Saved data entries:
>>>>

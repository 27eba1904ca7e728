//! Process and process record entities
//!
//! A process is a recorded event that produced or transformed artifacts or
//! groups. Its individual edges are process records: each record carries at
//! most one input end and one output end, and optionally a bridge entity
//! gating downward traversal across branches.

use crate::ids::{EntityRef, ProcessId, ProcessRecordId};
use crate::kind::KindDescriptor;
use chrono::{DateTime, Utc};
use serde::{Deserialize, Serialize};

/// Concrete process kinds
#[derive(Debug, Clone, Copy, PartialEq, Eq, Hash, Serialize, Deserialize)]
pub enum ProcessKind {
    /// Sample collection event
    Sampling,
    /// Pooling of samples into a library
    Pooling,
    /// Sequencing run
    Sequencing,
    /// Bioinformatics pipeline run
    PipelineRun,
    /// Publication of an output bundle
    Publication,
    /// Quarantine flagging event
    Quarantine,
}

impl ProcessKind {
    /// Descriptor for this kind
    #[must_use]
    pub fn descriptor(&self) -> KindDescriptor {
        match self {
            Self::Sampling => KindDescriptor::new("sampling", "Sample Collection"),
            Self::Pooling => KindDescriptor::new("pooling", "Library Pooling"),
            Self::Sequencing => KindDescriptor::new("sequencing", "Sequencing Run"),
            Self::PipelineRun => KindDescriptor::new("pipeline_run", "Pipeline Run"),
            Self::Publication => KindDescriptor::new("publication", "Publication"),
            Self::Quarantine => KindDescriptor::new("quarantine", "Quarantine"),
        }
    }

    /// Stable lowercase code for serialization and display
    #[inline]
    #[must_use]
    pub fn as_str(&self) -> &'static str {
        self.descriptor().code
    }
}

/// A recorded event transforming or creating entities
#[derive(Debug, Clone, PartialEq, Serialize, Deserialize)]
pub struct Process {
    /// Unique identifier
    pub id: ProcessId,
    /// Kind discriminator
    pub kind: ProcessKind,
    /// When the event happened
    pub timestamp: DateTime<Utc>,
    /// Who performed or recorded the event
    pub actor: String,
}

impl Process {
    /// Create a new process with a fresh id
    #[must_use]
    pub fn new(kind: ProcessKind, timestamp: DateTime<Utc>, actor: impl Into<String>) -> Self {
        Self {
            id: ProcessId::new(),
            kind,
            timestamp,
            actor: actor.into(),
        }
    }
}

/// One input/output edge of a process
///
/// Either end may be absent: a sampling event has no input, an archival
/// event may have no output. Traversal tolerates absent ends.
#[derive(Debug, Clone, PartialEq, Serialize, Deserialize)]
pub struct ProcessRecord {
    /// Unique identifier
    pub id: ProcessRecordId,
    /// The process this record belongs to (exactly one)
    pub process: ProcessId,
    /// Input end
    pub in_ref: Option<EntityRef>,
    /// Output end
    pub out_ref: Option<EntityRef>,
    /// Bridge entity gating downward traversal through this record
    pub bridge: Option<EntityRef>,
    /// Human-readable annotation (quarantine reason, operator note)
    pub note: Option<String>,
}

impl ProcessRecord {
    /// Create a record owned by `process` with both ends absent
    #[must_use]
    pub fn new(process: ProcessId) -> Self {
        Self {
            id: ProcessRecordId::new(),
            process,
            in_ref: None,
            out_ref: None,
            bridge: None,
            note: None,
        }
    }

    /// Set the input end
    #[inline]
    #[must_use]
    pub fn with_input(mut self, input: impl Into<EntityRef>) -> Self {
        self.in_ref = Some(input.into());
        self
    }

    /// Set the output end
    #[inline]
    #[must_use]
    pub fn with_output(mut self, output: impl Into<EntityRef>) -> Self {
        self.out_ref = Some(output.into());
        self
    }

    /// Gate this record behind a bridge entity
    #[inline]
    #[must_use]
    pub fn bridged_by(mut self, bridge: impl Into<EntityRef>) -> Self {
        self.bridge = Some(bridge.into());
        self
    }

    /// Attach a note
    #[inline]
    #[must_use]
    pub fn with_note(mut self, note: impl Into<String>) -> Self {
        self.note = Some(note.into());
        self
    }
}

<<<<

Go through the records and copy all of them exactly.

__Reply__.
repository 27eba1904ca7e728
//! Process and process record entities
//!
//! A process is a recorded event that produced or transformed artifacts or
//! groups. Its individual edges are process records: each record carries at
//! most one input end and one output end, and optionally a bridge entity
//! gating downward traversal across branches.

use crate::ids::{EntityRef, ProcessId, ProcessRecordId};
use crate::kind::KindDescriptor;
use chrono::{DateTime, Utc};
use serde::{Deserialize, Serialize};

/// Concrete process kinds
#[derive(Debug, Clone, Copy, PartialEq, Eq, Hash, Serialize, Deserialize)]
pub enum ProcessKind {
    /// Sample collection event
    Sampling,
    /// Pooling of samples into a library
    Pooling,
    /// Sequencing run
    Sequencing,
    /// Bioinformatics pipeline run
    PipelineRun,
    /// Publication of an output bundle
    Publication,
    /// Quarantine flagging event
    Quarantine,
}

impl ProcessKind {
    /// Descriptor for this kind
    #[must_use]
    pub fn descriptor(&self) -> KindDescriptor {
        match self {
            Self::Sampling => KindDescriptor::new("sampling", "Sample Collection"),
            Self::Pooling => KindDescriptor::new("pooling", "Library Pooling"),
            Self::Sequencing => KindDescriptor::new("sequencing", "Sequencing Run"),
            Self::PipelineRun => KindDescriptor::new("pipeline_run", "Pipeline Run"),
            Self::Publication => KindDescriptor::new("publication", "Publication"),
            Self::Quarantine => KindDescriptor::new("quarantine", "Quarantine"),
        }
    }

    /// Stable lowercase code for serialization and display
    #[inline]
    #[must_use]
    pub fn as_str(&self) -> &'static str {
        self.descriptor().code
    }
}

/// A recorded event transforming or creating entities
#[derive(Debug, Clone, PartialEq, Serialize, Deserialize)]
pub struct Process {
    /// Unique identifier
    pub id: ProcessId,
    /// Kind discriminator
    pub kind: ProcessKind,
    /// When the event happened
    pub timestamp: DateTime<Utc>,
    /// Who performed or recorded the event
    pub actor: String,
}

impl Process {
    /// Create a new process with a fresh id
    #[must_use]
    pub fn new(kind: ProcessKind, timestamp: DateTime<Utc>, actor: impl Into<String>) -> Self {
        Self {
            id: ProcessId::new(),
            kind,
            timestamp,
            actor: actor.into(),
        }
    }
}

/// One input/output edge of a process
///
/// Either end may be absent: a sampling event has no input, an archival
/// event may have no output. Traversal tolerates absent ends.
#[derive(Debug, Clone, PartialEq, Serialize, Deserialize)]
pub struct ProcessRecord {
    /// Unique identifier
    pub id: ProcessRecordId,
    /// The process this record belongs to (exactly one)
    pub process: ProcessId,
    /// Input end
    pub in_ref: Option<EntityRef>,
    /// Output end
    pub out_ref: Option<EntityRef>,
    /// Bridge entity gating downward traversal through this record
    pub bridge: Option<EntityRef>,
    /// Human-readable annotation (quarantine reason, operator note)
    pub note: Option<String>,
}

impl ProcessRecord {
    /// Create a record owned by `process` with both ends absent
    #[must_use]
    pub fn new(process: ProcessId) -> Self {
        Self {
            id: ProcessRecordId::new(),
            process,
            in_ref: None,
            out_ref: None,
            bridge: None,
            note: None,
        }
    }

    /// Set the input end
    #[inline]
    #[must_use]
    pub fn with_input(mut self, input: impl Into<EntityRef>) -> Self {
        self.in_ref = Some(input.into());
        self
    }

    /// Set the output end
    #[inline]
    #[must_use]
    pub fn with_output(mut self, output: impl Into<EntityRef>) -> Self {
        self.out_ref = Some(output.into());
        self
    }

    /// Gate this record behind a bridge entity
    #[inline]
    #[must_use]
    pub fn bridged_by(mut self, bridge: impl Into<EntityRef>) -> Self {
        self.bridge = Some(bridge.into());
        self
    }

    /// Attach a note
    #[inline]
    #[must_use]
    pub fn with_note(mut self, note: impl Into<String>) -> Self {
        self.note = Some(note.into());
        self
    }
}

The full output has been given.